Tout est dualité : Jo (Charles Vanel), au début arrogant et détestable, devient lâche. Mario, un peu idiot mais tête brulée, trouve dans cette aventure un accomplissement, une nouvelle maturité. Mais Jo le lâche n’est lâche que parce qu’il est vieux et, comme il le dit lui-même, qu’il a « de l’imagination » : les cartes sont redistribuées, on ne le condamne pas aussi facilement, au contraire, on va s’intéresser à lui, essayer de le comprendre. Mario (Yves Montand), lui, certes est impulsif et courageux, mais ça ne l’empêche pas d’être d’une tyrannie absolue envers Jo au fur et à mesure du voyage. Et même Bill O’Brien (William Tubs), l’odieux et cynique patron de la société de pétrole, s’il démontre la plus totale indifférence envers la mort de certains de ses ouvriers, insiste cependant pour que les conducteurs des dangereux camions reçoivent une prime conséquente.


Cette dualité, cette interchangeabilité des comportements est ici possible grâce à une composante essentielle et primordiale de ce film : la peur. Ce que filme Clouzot, c’est la peur, viscérale et insupportable, qui colle aux tripes de ces convoyeurs inconscients. La nitroglycérine n’est en fin de compte qu’un prétexte, une sorte de Mac-Guffin poussé à l’extrême, pour montrer que ce n’est finalement que la mort elle-même qu’ils transportent derrière eux. Dès lors, les obstacles vont s’enchaîner les uns après les autres comme dans un film d’aventure classique, mais la précision de la mise en scène, la complexité des personnages, et surtout, la perte totale de repère dans un monde qui n’est pas la leur (en cela, la longue exposition d’une heure était absolument nécessaire), créé l’identification la plus forte qu’il nous ait été de voir : leur peur devient la nôtre.
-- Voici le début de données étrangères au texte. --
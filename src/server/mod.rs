// SPDX-FileCopyrightText: Copyright (c) 2024-2026 modbus-bridge contributors
// SPDX-License-Identifier: MIT OR Apache-2.0

//! Modbus server endpoints.

#[cfg(feature = "rtu-server")]
pub mod rtu;

#[cfg(feature = "tcp-server")]
pub mod tcp;

pub(crate) mod service;
mod store;

pub use self::{
    service::{DeviceIdentity, StoreService},
    store::{DeviceStore, RegisterClass, StoreEvent},
};

use async_trait::async_trait;

use crate::{
    frame::{ExceptionCode, Request, Response},
    slave::Slave,
};

/// A Modbus server service.
///
/// Implementations decide per request whether and what to answer; the
/// transport sessions only do the framing.
#[async_trait]
pub trait Service: Send + Sync + 'static {
    /// Process one request addressed to `slave`.
    ///
    /// Returning `None` produces no response at all, e.g. for a device id
    /// this server does not recognize. Returning an [`ExceptionCode`]
    /// produces the matching exception response.
    async fn call(
        &self,
        slave: Slave,
        request: Request,
    ) -> Option<std::result::Result<Response, ExceptionCode>>;

    /// Whether requests addressed to `slave` are answered at all.
    ///
    /// Consulted for requests that are rejected before they reach
    /// [`Service::call`], e.g. with a semantically invalid payload: a
    /// server must stay silent about them unless it serves the device.
    fn accepts(&self, slave: Slave) -> bool {
        let _ = slave;
        true
    }
}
Le récit ne suit pas un enchaînement classique d’obstacles allant crescendo dans leur difficulté. Cela commence doucement, très doucement même, avec simplement des flaques d’eau sur lesquelles passer. C’est cependant lors de ce passage que la véritable nature de Jo commence à apparaitre. On enchaîne alors directement sur une brusque montée d’adrénaline : la route en mauvaise état sur laquelle il n’y a que deux choix possibles : l’extrême lenteur ou l’extrême vitesse. Il s’agit ici d’un suspens très hitchcockien (le spectateur en sait plus que les personnages) mais qui dégage cependant une atmosphère très différente ; il me faut parler ici du début, vaguement évoqué plus haut.
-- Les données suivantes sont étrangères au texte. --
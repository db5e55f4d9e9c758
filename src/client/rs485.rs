// SPDX-FileCopyrightText: Copyright (c) 2024-2026 modbus-bridge contributors
// SPDX-License-Identifier: MIT OR Apache-2.0

//! RS-485 driver-enable control.
//!
//! On Linux the kernel can toggle the transceiver's driver-enable line
//! itself; this is configured through the `TIOCGRS485`/`TIOCSRS485`
//! ioctls. Other platforms silently skip the configuration.

#[cfg(target_os = "linux")]
pub(crate) use linux::{disable_driver, enable_driver, DriverState};

#[cfg(not(target_os = "linux"))]
pub(crate) use fallback::{disable_driver, enable_driver, DriverState};

#[cfg(target_os = "linux")]
mod linux {
    use std::{io, mem, os::unix::io::AsRawFd};

    use tokio_serial::SerialStream;

    const TIOCGRS485: libc::c_ulong = 0x542E;
    const TIOCSRS485: libc::c_ulong = 0x542F;

    const SER_RS485_ENABLED: u32 = 1;

    /// Mirror of the kernel's `struct serial_rs485`.
    #[repr(C)]
    #[derive(Debug, Clone, Copy, Default)]
    pub(crate) struct SerialRs485 {
        flags: u32,
        delay_rts_before_send: u32,
        delay_rts_after_send: u32,
        padding: [u32; 5],
    }

    /// The port configuration to restore on disconnect.
    #[derive(Debug, Clone, Copy)]
    pub(crate) struct DriverState(SerialRs485);

    #[allow(unsafe_code)]
    fn get_rs485(fd: libc::c_int) -> io::Result<SerialRs485> {
        let mut config: SerialRs485 = unsafe { mem::zeroed() };
        let res = unsafe { libc::ioctl(fd, TIOCGRS485 as _, &mut config) };
        if res != 0 {
            return Err(io::Error::last_os_error());
        }
        Ok(config)
    }

    #[allow(unsafe_code)]
    fn set_rs485(fd: libc::c_int, config: &SerialRs485) -> io::Result<()> {
        let res = unsafe { libc::ioctl(fd, TIOCSRS485 as _, config) };
        if res != 0 {
            return Err(io::Error::last_os_error());
        }
        Ok(())
    }

    /// Turn on kernel-driven RS-485 mode and return the previous state.
    pub(crate) fn enable_driver(serial: &SerialStream) -> io::Result<DriverState> {
        let fd = serial.as_raw_fd();
        let previous = get_rs485(fd)?;
        let mut config = previous;
        config.flags |= SER_RS485_ENABLED;
        set_rs485(fd, &config)?;
        Ok(DriverState(previous))
    }

    /// Restore the configuration captured by [`enable_driver`].
    pub(crate) fn disable_driver(serial: &SerialStream, state: DriverState) -> io::Result<()> {
        set_rs485(serial.as_raw_fd(), &state.0)
    }
}

#[cfg(not(target_os = "linux"))]
mod fallback {
    use std::io;

    use tokio_serial::SerialStream;

    #[derive(Debug, Clone, Copy)]
    pub(crate) struct DriverState;

    pub(crate) fn enable_driver(_serial: &SerialStream) -> io::Result<DriverState> {
        log::debug!("RS-485 driver control is not supported on this platform");
        Ok(DriverState)
    }

    pub(crate) fn disable_driver(_serial: &SerialStream, _state: DriverState) -> io::Result<()> {
        Ok(())
    }
}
Le prologue du film, comme on l’a dit, occupe au moins une heure de la durée totale du film (qui est de deux heures vingt). La fonction de ce prologue est triple : d’abord dénoncer en toile de fond la pauvreté et les misérables conditions de vie du pays où se déroule l’action. Ensuite, introduire les personnages de Jo et Mario, ainsi que leur relation maître/esclave (dans les grosses lignes) qui se crée. Enfin, et cette fonction est plus subtile, isoler intégralement les personnages d’une quelconque société civilisée, les plongeant ainsi dans un monde « sauvage » (dans le sens où il n’y a pas vraiment d’ordre établi) où leurs repères sont totalement inexistants. Cette isolation permet vraiment d’instaurer un certain malaise, comme lorsque l’on est dans un pays étranger dont on ne connait pas les règles, qui renforcera d’autant plus l’horreur de ce qui sera vécu.
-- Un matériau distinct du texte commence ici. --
// SPDX-FileCopyrightText: Copyright (c) 2024-2026 modbus-bridge contributors
// SPDX-License-Identifier: MIT OR Apache-2.0

//! End-to-end tests of the caching proxy: a real back-end server, the
//! proxy in the middle, and a front-end client driving it.

#![cfg(feature = "proxy")]

use std::{net::SocketAddr, sync::Arc, time::Duration};

use modbus_bridge::{
    client::{
        tcp::{connect, TcpClientOptions},
        Reader as _, Writer as _,
    },
    proxy::{Proxy, ProxyDestination, ProxySettings},
    server::{tcp::Server, DeviceStore, StoreService},
    slave::Slave,
    DeviceInfoCategory, Error, ExceptionCode,
};

const FRESHNESS: Duration = Duration::from_millis(300);

async fn spawn_backend(devices: &[u8]) -> (SocketAddr, Arc<DeviceStore>) {
    let store = Arc::new(DeviceStore::new());
    for id in devices {
        store.add_device(*id).unwrap();
    }
    let service = Arc::new(StoreService::new(Arc::clone(&store)));
    let server = Server::bind("127.0.0.1:0".parse().unwrap()).await.unwrap();
    let addr = server.local_addr().unwrap();
    tokio::spawn(async move {
        let _ = server.serve(service).await;
    });
    (addr, store)
}

async fn spawn_proxy(backend: SocketAddr) -> Proxy {
    let mut settings = ProxySettings::new(ProxyDestination::Tcp(
        TcpClientOptions::new("127.0.0.1").with_port(backend.port()),
    ));
    settings.listen_address = "127.0.0.1".parse().unwrap();
    settings.listen_port = 0;
    settings.freshness_window = FRESHNESS;
    Proxy::start(settings).await.unwrap()
}

fn front_options(proxy: &Proxy) -> TcpClientOptions {
    let mut options = TcpClientOptions::new("127.0.0.1").with_port(proxy.local_addr().port());
    // Give the proxy room to time out against the back-end first.
    options.receive_timeout = Duration::from_secs(3);
    options
}

#[tokio::test]
async fn reads_are_cached_within_the_freshness_window() {
    let (backend_addr, store) = spawn_backend(&[1]).await;
    store.set_holding_register(1, 42, 100).unwrap();
    let proxy = spawn_proxy(backend_addr).await;
    let ctx = connect(front_options(&proxy)).await.unwrap();

    // First read populates the cache.
    let registers = ctx.read_holding_registers(Slave(1), 42, 1).await.unwrap();
    assert_eq!(registers, vec![100]);

    // The back-end changes, but the cache is still fresh.
    store.set_holding_register(1, 42, 200).unwrap();
    let registers = ctx.read_holding_registers(Slave(1), 42, 1).await.unwrap();
    assert_eq!(registers, vec![100]);

    // Past the freshness window the value is refetched.
    tokio::time::sleep(FRESHNESS + Duration::from_millis(100)).await;
    let registers = ctx.read_holding_registers(Slave(1), 42, 1).await.unwrap();
    assert_eq!(registers, vec![200]);

    ctx.disconnect().await.unwrap();
    proxy.stop().await.unwrap();
}

#[tokio::test]
async fn coil_reads_are_cached_per_address() {
    let (backend_addr, store) = spawn_backend(&[1]).await;
    store.set_coil(1, 3, true).unwrap();
    let proxy = spawn_proxy(backend_addr).await;
    let ctx = connect(front_options(&proxy)).await.unwrap();

    let coils = ctx.read_coils(Slave(1), 0, 8).await.unwrap();
    assert!(coils[3]);

    // A wider span contains uncached addresses and must refetch.
    store.set_coil(1, 9, true).unwrap();
    let coils = ctx.read_coils(Slave(1), 0, 10).await.unwrap();
    assert!(coils[9]);

    ctx.disconnect().await.unwrap();
    proxy.stop().await.unwrap();
}

#[tokio::test]
async fn writes_pass_through_and_refresh_the_cache() {
    let (backend_addr, store) = spawn_backend(&[1]).await;
    let proxy = spawn_proxy(backend_addr).await;
    let ctx = connect(front_options(&proxy)).await.unwrap();

    ctx.write_single_register(Slave(1), 42, 300).await.unwrap();
    assert_eq!(store.holding_register(1, 42).unwrap(), 300);

    // The write primed the cache: a direct back-end mutation stays
    // invisible until the entry expires.
    store.set_holding_register(1, 42, 999).unwrap();
    let registers = ctx.read_holding_registers(Slave(1), 42, 1).await.unwrap();
    assert_eq!(registers, vec![300]);

    tokio::time::sleep(FRESHNESS + Duration::from_millis(100)).await;
    let registers = ctx.read_holding_registers(Slave(1), 42, 1).await.unwrap();
    assert_eq!(registers, vec![999]);

    ctx.write_multiple_registers(Slave(1), 10, &[1, 2, 3])
        .await
        .unwrap();
    assert_eq!(store.holding_register(1, 12).unwrap(), 3);
    let registers = ctx.read_holding_registers(Slave(1), 10, 3).await.unwrap();
    assert_eq!(registers, vec![1, 2, 3]);

    ctx.disconnect().await.unwrap();
    proxy.stop().await.unwrap();
}

#[tokio::test]
async fn device_information_is_forwarded_uncached() {
    let (backend_addr, _store) = spawn_backend(&[1]).await;
    let proxy = spawn_proxy(backend_addr).await;
    let ctx = connect(front_options(&proxy)).await.unwrap();

    let objects = ctx
        .read_device_information(Slave(1), DeviceInfoCategory::Basic, None)
        .await
        .unwrap();
    assert_eq!(objects.get(&0x00).unwrap(), "modbus-bridge");

    ctx.disconnect().await.unwrap();
    proxy.stop().await.unwrap();
}

#[tokio::test]
async fn back_end_silence_maps_to_slave_device_failure() {
    // Device 9 is unknown to the back-end, which therefore never answers;
    // the proxy turns that into an exception instead of staying silent.
    let (backend_addr, _store) = spawn_backend(&[1]).await;
    let proxy = spawn_proxy(backend_addr).await;
    let ctx = connect(front_options(&proxy)).await.unwrap();

    let err = ctx
        .read_holding_registers(Slave(9), 0, 1)
        .await
        .unwrap_err();
    let Error::Exception(exception) = err else {
        panic!("unexpected error: {err}");
    };
    assert_eq!(exception.exception, ExceptionCode::SlaveDeviceFailure);

    ctx.disconnect().await.unwrap();
    proxy.stop().await.unwrap();
}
Reprenons. Après cette route cabossée, ils doivent ensuite passer un virage tellement serré qu’il faut reculer sur un ponton en bois afin de pouvoir manœuvrer ; un énorme rocher barrant la voie et qu’il faut faire exploser ; et enfin, un trou de pétrole créé par l’explosion du camion qui les devançait. Ici, on est très loin du modèle hitchcockien, même si certains tics reviennent (notamment quelques gros plans nous montrant ce que les personnages ne peuvent voir). La tension est surtout obtenue grâce à l’humanité des personnages et un découpage extrêmement savant qui nous montre tout en même temps, créant de ce fait une dynamique de la peur tout à fait unique, malgré la lenteur des évènements. L’effet le plus éprouvant, le plus radical étant atteint avec la jambe écrasée de Jo : en gros plan, on voit clairement un bout de pied rattaché on ne sait comment au reste de la jambe. Ce genre d’effet gore, extrêmement rare par rapport au cinéma de l’époque, et surgissant dans un contexte qui jusqu’ici était plutôt suggéré (notamment la route endommagée, qu’on ne voit pratiquement jamais) crée indubitablement un dégout qui dépasse l’entendement, et c’est à partir de ce moment-là que l’on prend pleinement toute l’horreur du voyage.


La fin du voyage sera sublimée par l’interprétation de Charles Vanel, réussissant incroyablement à nous faire ressentir les derniers instants d’un mourant.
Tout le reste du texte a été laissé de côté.